* [The task]:
The entries that follow include a run beginning at the line with "use singleton_macro::service;" and ending at the line with "프로바이더 API 오류"; restate that run word for word and leave the rest out.

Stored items

-*-*-

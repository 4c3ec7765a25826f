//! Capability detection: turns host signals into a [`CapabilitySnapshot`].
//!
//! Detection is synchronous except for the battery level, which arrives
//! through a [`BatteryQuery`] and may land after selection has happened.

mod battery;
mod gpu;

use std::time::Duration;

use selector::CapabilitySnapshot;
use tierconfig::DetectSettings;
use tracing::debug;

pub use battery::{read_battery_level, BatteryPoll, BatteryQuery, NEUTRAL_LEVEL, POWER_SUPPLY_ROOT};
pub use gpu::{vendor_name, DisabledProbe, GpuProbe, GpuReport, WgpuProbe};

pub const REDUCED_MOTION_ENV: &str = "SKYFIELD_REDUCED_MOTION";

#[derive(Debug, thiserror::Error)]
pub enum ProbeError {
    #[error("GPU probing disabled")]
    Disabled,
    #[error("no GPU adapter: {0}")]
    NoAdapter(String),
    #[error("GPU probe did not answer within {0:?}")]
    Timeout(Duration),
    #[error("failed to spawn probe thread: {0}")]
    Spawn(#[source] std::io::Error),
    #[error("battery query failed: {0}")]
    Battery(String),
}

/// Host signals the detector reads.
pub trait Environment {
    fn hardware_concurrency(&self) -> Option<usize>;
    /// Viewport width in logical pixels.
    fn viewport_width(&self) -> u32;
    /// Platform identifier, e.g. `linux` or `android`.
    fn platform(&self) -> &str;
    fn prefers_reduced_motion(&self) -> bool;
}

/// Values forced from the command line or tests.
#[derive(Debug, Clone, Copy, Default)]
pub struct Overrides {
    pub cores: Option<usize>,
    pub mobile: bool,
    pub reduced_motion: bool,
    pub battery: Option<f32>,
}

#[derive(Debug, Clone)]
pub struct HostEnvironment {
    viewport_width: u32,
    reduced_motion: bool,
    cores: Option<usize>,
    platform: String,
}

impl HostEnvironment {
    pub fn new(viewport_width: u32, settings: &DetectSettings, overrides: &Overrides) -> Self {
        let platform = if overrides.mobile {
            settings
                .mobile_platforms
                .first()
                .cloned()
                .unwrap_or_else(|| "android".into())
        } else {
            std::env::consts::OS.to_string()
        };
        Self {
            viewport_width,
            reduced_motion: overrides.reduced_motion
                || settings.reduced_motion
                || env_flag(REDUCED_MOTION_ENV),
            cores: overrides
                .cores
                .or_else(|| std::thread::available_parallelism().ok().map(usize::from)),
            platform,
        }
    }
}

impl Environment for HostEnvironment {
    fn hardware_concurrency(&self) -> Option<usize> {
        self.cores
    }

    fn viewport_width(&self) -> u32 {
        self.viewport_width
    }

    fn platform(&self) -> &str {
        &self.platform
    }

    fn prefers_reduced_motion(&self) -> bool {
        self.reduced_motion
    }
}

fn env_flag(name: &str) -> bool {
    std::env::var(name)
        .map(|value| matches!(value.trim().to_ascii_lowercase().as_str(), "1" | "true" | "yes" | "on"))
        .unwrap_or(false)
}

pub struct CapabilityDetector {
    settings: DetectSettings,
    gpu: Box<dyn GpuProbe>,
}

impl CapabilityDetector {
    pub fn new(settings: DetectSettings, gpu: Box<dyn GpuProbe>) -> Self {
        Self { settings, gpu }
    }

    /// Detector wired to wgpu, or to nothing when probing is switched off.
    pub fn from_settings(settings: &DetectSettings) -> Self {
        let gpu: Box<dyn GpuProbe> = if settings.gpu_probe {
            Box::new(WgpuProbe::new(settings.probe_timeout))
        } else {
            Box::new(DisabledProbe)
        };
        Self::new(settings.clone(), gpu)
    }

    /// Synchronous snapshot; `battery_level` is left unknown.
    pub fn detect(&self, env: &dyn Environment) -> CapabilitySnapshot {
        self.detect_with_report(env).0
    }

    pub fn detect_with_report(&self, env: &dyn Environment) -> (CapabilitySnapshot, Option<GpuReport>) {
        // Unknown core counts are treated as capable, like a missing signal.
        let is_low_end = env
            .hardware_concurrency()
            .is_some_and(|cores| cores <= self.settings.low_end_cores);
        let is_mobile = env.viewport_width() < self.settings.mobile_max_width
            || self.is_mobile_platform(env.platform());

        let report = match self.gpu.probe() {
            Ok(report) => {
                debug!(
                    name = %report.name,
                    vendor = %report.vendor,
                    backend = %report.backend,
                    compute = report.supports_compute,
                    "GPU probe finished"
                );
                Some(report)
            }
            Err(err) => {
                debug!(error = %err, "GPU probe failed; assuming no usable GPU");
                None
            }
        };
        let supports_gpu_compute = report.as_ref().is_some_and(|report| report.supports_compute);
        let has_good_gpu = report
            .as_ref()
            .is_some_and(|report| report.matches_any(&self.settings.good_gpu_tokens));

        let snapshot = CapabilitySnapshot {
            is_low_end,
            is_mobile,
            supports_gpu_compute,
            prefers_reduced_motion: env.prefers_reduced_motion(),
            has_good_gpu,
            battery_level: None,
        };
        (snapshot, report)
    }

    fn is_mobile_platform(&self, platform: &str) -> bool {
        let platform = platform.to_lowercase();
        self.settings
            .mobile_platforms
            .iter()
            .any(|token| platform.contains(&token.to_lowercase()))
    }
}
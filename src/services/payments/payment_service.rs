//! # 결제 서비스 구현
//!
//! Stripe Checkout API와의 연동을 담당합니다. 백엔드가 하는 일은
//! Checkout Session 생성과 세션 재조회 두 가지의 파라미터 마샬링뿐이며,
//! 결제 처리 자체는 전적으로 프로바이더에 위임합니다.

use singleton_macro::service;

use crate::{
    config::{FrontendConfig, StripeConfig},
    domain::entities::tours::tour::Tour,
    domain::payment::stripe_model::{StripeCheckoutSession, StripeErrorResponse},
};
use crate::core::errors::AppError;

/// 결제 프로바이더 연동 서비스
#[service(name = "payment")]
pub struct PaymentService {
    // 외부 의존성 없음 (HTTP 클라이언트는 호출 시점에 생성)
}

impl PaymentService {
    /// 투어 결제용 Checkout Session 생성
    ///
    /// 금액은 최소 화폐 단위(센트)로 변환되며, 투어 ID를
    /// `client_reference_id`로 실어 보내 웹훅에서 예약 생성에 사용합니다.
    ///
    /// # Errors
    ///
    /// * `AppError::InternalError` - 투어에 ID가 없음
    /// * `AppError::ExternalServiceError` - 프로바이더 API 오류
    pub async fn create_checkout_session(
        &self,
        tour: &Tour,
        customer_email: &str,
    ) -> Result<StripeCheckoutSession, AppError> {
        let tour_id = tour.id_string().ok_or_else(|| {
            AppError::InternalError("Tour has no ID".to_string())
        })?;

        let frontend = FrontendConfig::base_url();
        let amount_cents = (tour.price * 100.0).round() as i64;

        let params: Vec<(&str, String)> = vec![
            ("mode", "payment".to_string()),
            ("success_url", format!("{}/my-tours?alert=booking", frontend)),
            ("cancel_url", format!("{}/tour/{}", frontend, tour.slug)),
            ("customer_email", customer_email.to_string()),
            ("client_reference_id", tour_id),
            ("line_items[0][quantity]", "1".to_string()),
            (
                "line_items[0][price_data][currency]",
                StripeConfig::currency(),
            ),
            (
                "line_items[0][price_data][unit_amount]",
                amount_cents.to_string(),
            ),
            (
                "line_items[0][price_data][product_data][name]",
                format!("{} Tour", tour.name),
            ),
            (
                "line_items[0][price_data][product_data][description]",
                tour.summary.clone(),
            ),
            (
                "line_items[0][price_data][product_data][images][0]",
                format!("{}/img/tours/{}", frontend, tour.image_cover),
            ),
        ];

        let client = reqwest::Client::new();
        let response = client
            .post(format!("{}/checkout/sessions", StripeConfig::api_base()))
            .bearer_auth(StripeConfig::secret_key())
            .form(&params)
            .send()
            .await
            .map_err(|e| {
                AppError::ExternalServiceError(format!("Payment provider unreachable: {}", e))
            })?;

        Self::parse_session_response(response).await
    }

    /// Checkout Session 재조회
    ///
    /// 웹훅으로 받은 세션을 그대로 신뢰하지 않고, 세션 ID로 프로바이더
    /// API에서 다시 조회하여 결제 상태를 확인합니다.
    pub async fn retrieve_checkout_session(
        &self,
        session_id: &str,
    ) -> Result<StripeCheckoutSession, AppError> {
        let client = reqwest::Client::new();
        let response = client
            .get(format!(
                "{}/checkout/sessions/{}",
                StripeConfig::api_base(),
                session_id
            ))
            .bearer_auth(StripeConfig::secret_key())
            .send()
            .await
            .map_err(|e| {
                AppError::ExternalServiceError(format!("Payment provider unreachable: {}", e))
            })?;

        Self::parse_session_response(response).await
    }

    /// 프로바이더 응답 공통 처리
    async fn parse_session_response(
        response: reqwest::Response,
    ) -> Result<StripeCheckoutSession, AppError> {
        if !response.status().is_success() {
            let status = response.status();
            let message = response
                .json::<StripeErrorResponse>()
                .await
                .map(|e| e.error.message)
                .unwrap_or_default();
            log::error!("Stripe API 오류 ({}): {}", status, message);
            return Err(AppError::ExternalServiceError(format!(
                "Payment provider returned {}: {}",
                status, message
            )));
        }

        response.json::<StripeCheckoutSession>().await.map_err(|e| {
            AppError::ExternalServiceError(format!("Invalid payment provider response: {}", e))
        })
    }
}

-*-*-

* [Answer to the exercise]:
use singleton_macro::service;

use crate::{
    config::{FrontendConfig, StripeConfig},
    domain::entities::tours::tour::Tour,
    domain::payment::stripe_model::{StripeCheckoutSession, StripeErrorResponse},
};
use crate::core::errors::AppError;

/// 결제 프로바이더 연동 서비스
#[service(name = "payment")]
pub struct PaymentService {
    // 외부 의존성 없음 (HTTP 클라이언트는 호출 시점에 생성)
}

impl PaymentService {
    /// 투어 결제용 Checkout Session 생성
    ///
    /// 금액은 최소 화폐 단위(센트)로 변환되며, 투어 ID를
    /// `client_reference_id`로 실어 보내 웹훅에서 예약 생성에 사용합니다.
    ///
    /// # Errors
    ///
    /// * `AppError::InternalError` - 투어에 ID가 없음
    /// * `AppError::ExternalServiceError` - 프로바이더 API 오류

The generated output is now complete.